--- Provided data Enclosed Below ---
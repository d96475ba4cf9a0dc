use crate::content::strip_images;
use crate::history::Session;
use crate::llm::AssistantClient;
use crate::models::chat::{ ConversationId, Turn };

use log::{ info, warn, error };
use serde::{ Deserialize, Serialize };
use std::sync::atomic::{ AtomicBool, Ordering };
use std::sync::{ Arc, Mutex, MutexGuard, PoisonError };
use thiserror::Error;

#[derive(Debug, Clone, Copy, PartialEq, Eq, Serialize, Deserialize)]
#[serde(rename_all = "lowercase")]
pub enum TurnState {
    Idle,
    Awaiting,
}

#[derive(Debug, Error, PartialEq, Eq)]
pub enum TurnError {
    #[error("A reply is still pending for this conversation")]
    Busy,
}

/// Receives a fresh view of the log whenever it changes.
///
/// Called with the controller's transition lock held, so every view arrives in
/// the order the log changed. Implementations must not call back into the
/// controller.
pub trait ConversationObserver: Send + Sync {
    fn conversation_changed(&self, conversation_id: &ConversationId, state: TurnState, turns: &[Turn]);
}

/// A turn whose user message is recorded and whose reply is still owed.
///
/// Dropping it without completing frees the controller for the next submit and
/// tells observers the session is idle again.
pub struct PendingTurn {
    controller: Arc<TurnController>,
    text: String,
    released: bool,
}

impl PendingTurn {
    /// Calls the assistant once and records its answer or the failure.
    pub async fn complete(mut self) {
        let controller = Arc::clone(&self.controller);
        let session = &controller.session;

        let turn = match controller.client.send(session.id(), &self.text).await {
            Ok(reply) => {
                let display_text = strip_images(reply.text.as_deref().unwrap_or(""));
                info!("Reply received for {} (image: {})", session.id(), reply.image_url.is_some());
                Turn::assistant(display_text, reply.image_url)
            }
            Err(e) => {
                error!("Assistant call failed for {}: {}", session.id(), e);
                Turn::assistant_error(e.to_string())
            }
        };

        let _transition = controller.lock_transition();
        session.log().append(turn);
        self.release();
        controller.notify(TurnState::Idle);
    }

    fn release(&mut self) {
        self.controller.in_flight.store(false, Ordering::Release);
        self.released = true;
    }
}

impl Drop for PendingTurn {
    fn drop(&mut self) {
        if self.released {
            return;
        }
        warn!("Pending turn for {} abandoned before a reply", self.controller.session.id());
        let controller = Arc::clone(&self.controller);
        let _transition = controller.lock_transition();
        self.release();
        controller.notify(TurnState::Idle);
    }
}

/// Runs one request/response cycle at a time for a single session.
pub struct TurnController {
    session: Session,
    client: Arc<dyn AssistantClient>,
    in_flight: AtomicBool,
    // held across every state change and the notification describing it
    transition: Mutex<()>,
    observers: Mutex<Vec<Arc<dyn ConversationObserver>>>,
}

impl TurnController {
    pub fn new(session: Session, client: Arc<dyn AssistantClient>) -> Self {
        Self {
            session,
            client,
            in_flight: AtomicBool::new(false),
            transition: Mutex::new(()),
            observers: Mutex::new(Vec::new()),
        }
    }

    pub fn session(&self) -> &Session {
        &self.session
    }

    pub fn state(&self) -> TurnState {
        if self.in_flight.load(Ordering::Acquire) {
            TurnState::Awaiting
        } else {
            TurnState::Idle
        }
    }

    pub fn subscribe(&self, observer: Arc<dyn ConversationObserver>) {
        self.observers.lock().unwrap_or_else(PoisonError::into_inner).push(observer);
    }

    /// Moves Idle to Awaiting and records the user turn.
    ///
    /// Fails with [`TurnError::Busy`] while another turn is pending; nothing is
    /// recorded in that case.
    pub fn begin(self: &Arc<Self>, text: &str) -> Result<PendingTurn, TurnError> {
        let _transition = self.lock_transition();
        if self.in_flight.compare_exchange(false, true, Ordering::Acquire, Ordering::Relaxed).is_err() {
            warn!("Rejected submit for {}: reply still pending", self.session.id());
            return Err(TurnError::Busy);
        }
        self.session.log().append(Turn::user(text));
        self.notify(TurnState::Awaiting);
        Ok(PendingTurn {
            controller: Arc::clone(self),
            text: text.to_string(),
            released: false,
        })
    }

    /// One full request/response cycle. Assistant failures never surface here;
    /// they become an error turn.
    pub async fn submit(self: &Arc<Self>, text: &str) -> Result<(), TurnError> {
        self.begin(text)?.complete().await;
        Ok(())
    }

    /// Pushes the current log to every observer without changing it.
    pub fn refresh(&self) {
        let _transition = self.lock_transition();
        self.notify(self.state());
    }

    fn lock_transition(&self) -> MutexGuard<'_, ()> {
        self.transition.lock().unwrap_or_else(PoisonError::into_inner)
    }

    fn notify(&self, state: TurnState) {
        let turns = self.session.log().all();
        let observers = self.observers.lock().unwrap_or_else(PoisonError::into_inner).clone();
        for observer in observers {
            observer.conversation_changed(self.session.id(), state, &turns);
        }
    }
}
--- End of Enclosed Provided data ---
● **What to produce**:
From the top of the material above, please transcribe each line exactly. Include the line with "pub enum TurnError" and end there.

● **Answer section**:
repository d96475ba4cf9a0dc
use crate::content::strip_images;
use crate::history::Session;
use crate::llm::AssistantClient;
use crate::models::chat::{ ConversationId, Turn };

use log::{ info, warn, error };
use serde::{ Deserialize, Serialize };
use std::sync::atomic::{ AtomicBool, Ordering };
use std::sync::{ Arc, Mutex, MutexGuard, PoisonError };
use thiserror::Error;

#[derive(Debug, Clone, Copy, PartialEq, Eq, Serialize, Deserialize)]
#[serde(rename_all = "lowercase")]
pub enum TurnState {
    Idle,
    Awaiting,
}

#[derive(Debug, Error, PartialEq, Eq)]
pub enum TurnError {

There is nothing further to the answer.